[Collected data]
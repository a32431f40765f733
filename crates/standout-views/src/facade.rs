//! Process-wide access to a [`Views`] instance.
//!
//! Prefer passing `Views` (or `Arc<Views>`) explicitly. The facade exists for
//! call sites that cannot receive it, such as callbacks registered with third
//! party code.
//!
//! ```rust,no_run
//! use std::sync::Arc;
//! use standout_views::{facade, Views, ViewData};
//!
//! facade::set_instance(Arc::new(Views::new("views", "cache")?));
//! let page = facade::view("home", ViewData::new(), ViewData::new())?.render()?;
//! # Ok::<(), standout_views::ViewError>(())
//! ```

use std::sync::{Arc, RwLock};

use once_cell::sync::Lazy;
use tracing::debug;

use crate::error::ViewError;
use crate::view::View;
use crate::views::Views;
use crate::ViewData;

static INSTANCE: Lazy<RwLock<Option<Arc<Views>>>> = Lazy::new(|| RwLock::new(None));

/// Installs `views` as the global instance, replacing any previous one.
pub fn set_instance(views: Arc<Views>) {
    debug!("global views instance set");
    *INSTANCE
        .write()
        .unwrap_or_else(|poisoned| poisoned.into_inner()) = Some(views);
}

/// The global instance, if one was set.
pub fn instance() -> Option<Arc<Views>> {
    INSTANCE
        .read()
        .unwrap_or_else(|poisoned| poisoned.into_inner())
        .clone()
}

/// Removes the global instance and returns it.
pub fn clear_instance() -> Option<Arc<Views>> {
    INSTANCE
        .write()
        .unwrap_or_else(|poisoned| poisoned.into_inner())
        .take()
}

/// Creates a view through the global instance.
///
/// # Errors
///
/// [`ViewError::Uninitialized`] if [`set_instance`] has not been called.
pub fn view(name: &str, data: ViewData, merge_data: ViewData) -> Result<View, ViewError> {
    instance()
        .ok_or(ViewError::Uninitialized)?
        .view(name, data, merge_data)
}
---
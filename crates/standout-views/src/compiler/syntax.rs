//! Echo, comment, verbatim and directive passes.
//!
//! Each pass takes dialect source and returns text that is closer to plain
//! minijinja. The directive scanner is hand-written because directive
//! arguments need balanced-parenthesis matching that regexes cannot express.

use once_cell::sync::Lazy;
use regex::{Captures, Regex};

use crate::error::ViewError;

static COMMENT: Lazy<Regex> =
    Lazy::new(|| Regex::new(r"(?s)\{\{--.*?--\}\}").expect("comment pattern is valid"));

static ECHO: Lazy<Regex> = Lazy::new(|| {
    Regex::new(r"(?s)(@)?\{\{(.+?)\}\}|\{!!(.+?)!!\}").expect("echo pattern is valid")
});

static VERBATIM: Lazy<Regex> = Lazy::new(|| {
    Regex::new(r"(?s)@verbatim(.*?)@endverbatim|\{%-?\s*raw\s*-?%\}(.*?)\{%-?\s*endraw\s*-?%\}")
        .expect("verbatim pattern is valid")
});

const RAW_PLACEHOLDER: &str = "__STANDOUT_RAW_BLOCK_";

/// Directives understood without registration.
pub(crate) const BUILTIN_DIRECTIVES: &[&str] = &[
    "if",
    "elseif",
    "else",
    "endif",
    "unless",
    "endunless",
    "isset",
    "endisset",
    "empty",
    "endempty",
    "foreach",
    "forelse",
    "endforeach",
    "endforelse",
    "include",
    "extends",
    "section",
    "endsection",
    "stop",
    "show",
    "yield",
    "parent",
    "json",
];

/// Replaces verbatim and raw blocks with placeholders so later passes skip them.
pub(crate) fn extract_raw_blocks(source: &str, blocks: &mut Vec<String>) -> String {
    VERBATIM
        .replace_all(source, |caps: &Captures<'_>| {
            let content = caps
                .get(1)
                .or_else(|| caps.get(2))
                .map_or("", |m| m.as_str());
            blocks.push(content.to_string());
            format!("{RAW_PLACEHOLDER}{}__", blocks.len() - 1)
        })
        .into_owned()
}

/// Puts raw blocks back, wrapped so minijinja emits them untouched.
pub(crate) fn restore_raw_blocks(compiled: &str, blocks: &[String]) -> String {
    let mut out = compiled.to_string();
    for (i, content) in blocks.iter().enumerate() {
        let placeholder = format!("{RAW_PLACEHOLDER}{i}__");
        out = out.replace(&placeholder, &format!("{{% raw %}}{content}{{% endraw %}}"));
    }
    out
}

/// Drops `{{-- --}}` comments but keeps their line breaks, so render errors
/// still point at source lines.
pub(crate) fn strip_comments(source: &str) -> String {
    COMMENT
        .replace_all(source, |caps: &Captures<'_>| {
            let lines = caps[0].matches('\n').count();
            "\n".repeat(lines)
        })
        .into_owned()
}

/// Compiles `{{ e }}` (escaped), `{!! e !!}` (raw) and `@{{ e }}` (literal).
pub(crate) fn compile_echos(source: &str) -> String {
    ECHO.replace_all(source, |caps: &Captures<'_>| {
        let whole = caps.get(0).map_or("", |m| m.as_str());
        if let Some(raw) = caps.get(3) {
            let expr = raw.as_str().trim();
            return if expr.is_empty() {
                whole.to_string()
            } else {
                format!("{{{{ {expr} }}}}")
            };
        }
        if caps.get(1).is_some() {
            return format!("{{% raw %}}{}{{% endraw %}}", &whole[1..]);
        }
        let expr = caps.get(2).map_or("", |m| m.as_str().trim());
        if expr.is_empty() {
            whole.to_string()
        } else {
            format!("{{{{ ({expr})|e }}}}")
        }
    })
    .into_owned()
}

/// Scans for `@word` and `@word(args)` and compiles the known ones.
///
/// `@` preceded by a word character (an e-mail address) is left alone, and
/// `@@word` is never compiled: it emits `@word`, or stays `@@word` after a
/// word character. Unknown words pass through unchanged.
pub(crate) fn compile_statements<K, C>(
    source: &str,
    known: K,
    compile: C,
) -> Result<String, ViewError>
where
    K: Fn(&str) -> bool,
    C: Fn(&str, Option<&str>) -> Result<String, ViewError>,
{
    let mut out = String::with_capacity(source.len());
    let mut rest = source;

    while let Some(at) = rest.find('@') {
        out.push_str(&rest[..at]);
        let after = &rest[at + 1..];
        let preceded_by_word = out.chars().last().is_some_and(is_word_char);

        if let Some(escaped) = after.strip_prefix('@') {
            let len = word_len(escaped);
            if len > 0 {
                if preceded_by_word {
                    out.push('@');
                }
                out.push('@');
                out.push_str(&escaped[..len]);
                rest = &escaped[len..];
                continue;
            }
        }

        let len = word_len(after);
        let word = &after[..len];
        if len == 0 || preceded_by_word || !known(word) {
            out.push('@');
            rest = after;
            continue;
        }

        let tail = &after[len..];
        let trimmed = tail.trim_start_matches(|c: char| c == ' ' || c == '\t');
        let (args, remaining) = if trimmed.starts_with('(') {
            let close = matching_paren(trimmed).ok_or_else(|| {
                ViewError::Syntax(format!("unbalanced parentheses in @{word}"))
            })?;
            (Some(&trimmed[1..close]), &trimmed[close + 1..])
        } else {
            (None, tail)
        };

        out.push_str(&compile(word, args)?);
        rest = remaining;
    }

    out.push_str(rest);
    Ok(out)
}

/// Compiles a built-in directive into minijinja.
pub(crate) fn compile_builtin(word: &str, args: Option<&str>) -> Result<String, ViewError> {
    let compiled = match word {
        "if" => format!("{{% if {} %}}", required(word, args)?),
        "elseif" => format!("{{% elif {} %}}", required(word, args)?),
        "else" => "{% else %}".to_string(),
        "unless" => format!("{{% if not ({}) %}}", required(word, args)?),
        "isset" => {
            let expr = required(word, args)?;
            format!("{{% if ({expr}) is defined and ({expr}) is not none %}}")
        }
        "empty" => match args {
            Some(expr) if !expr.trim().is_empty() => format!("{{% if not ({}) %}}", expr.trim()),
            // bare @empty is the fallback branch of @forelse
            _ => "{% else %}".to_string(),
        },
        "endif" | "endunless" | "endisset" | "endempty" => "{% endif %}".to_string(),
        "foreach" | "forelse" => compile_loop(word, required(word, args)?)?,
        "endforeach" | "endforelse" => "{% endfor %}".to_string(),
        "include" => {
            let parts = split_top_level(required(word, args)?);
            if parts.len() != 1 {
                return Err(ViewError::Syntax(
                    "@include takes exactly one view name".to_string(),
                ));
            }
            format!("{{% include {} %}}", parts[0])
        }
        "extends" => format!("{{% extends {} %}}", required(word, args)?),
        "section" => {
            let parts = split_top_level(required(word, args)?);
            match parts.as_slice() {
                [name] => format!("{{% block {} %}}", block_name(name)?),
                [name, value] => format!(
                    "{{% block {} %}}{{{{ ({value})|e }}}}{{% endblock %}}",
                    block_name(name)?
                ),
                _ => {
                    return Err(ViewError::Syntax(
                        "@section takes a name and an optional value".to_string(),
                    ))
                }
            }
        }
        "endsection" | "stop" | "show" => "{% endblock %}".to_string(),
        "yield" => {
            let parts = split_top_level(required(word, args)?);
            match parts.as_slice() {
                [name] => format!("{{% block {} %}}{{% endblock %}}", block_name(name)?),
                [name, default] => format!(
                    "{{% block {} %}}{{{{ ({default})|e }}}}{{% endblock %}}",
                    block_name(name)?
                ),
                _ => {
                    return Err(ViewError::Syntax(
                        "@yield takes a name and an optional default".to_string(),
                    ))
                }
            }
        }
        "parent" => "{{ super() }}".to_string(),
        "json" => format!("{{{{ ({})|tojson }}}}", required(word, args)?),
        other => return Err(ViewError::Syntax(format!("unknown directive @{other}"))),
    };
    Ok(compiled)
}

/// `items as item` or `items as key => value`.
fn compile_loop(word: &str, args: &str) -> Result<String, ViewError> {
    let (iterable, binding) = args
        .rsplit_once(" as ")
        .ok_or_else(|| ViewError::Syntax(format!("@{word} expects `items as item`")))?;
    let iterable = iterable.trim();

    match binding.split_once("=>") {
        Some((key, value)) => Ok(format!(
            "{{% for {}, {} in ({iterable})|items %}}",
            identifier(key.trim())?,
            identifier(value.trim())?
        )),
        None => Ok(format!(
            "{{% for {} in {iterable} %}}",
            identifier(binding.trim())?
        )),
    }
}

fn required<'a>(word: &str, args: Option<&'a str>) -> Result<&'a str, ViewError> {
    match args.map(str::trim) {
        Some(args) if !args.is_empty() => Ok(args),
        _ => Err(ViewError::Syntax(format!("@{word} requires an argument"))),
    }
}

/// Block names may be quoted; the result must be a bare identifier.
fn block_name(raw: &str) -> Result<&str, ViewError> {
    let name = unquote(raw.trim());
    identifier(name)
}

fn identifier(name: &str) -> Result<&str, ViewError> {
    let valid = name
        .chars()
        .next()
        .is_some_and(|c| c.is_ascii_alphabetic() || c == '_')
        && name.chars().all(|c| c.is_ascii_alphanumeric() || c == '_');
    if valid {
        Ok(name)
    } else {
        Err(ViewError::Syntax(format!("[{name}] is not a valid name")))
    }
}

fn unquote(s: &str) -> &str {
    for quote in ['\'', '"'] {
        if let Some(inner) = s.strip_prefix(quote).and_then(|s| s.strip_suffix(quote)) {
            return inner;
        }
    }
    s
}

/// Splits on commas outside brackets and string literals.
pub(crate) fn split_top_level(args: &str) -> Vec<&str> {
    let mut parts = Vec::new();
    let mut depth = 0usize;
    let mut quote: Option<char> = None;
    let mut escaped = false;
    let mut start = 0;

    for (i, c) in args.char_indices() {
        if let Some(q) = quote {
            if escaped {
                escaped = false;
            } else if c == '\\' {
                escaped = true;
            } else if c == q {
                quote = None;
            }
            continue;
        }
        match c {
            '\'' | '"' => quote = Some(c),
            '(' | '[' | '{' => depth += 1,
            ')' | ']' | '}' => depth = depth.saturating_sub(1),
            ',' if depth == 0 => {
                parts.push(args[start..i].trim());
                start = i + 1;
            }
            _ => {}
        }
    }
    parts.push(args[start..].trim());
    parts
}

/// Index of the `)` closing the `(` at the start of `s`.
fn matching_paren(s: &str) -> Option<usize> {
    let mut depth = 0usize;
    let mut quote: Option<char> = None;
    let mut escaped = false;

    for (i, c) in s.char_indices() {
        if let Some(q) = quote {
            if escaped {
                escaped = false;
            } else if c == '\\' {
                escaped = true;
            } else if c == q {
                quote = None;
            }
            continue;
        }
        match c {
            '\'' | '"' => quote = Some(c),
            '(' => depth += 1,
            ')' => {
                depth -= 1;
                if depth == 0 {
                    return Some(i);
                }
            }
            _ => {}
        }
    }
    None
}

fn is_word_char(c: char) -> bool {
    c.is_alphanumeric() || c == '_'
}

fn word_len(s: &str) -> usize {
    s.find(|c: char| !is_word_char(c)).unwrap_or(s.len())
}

> **ASSIGNED TASK**: Could you copy every line from the records that has "show" in it?

> **FINISHED TASK**:
    "show",
        "endsection" | "stop" | "show" => "{% endblock %}".to_string(),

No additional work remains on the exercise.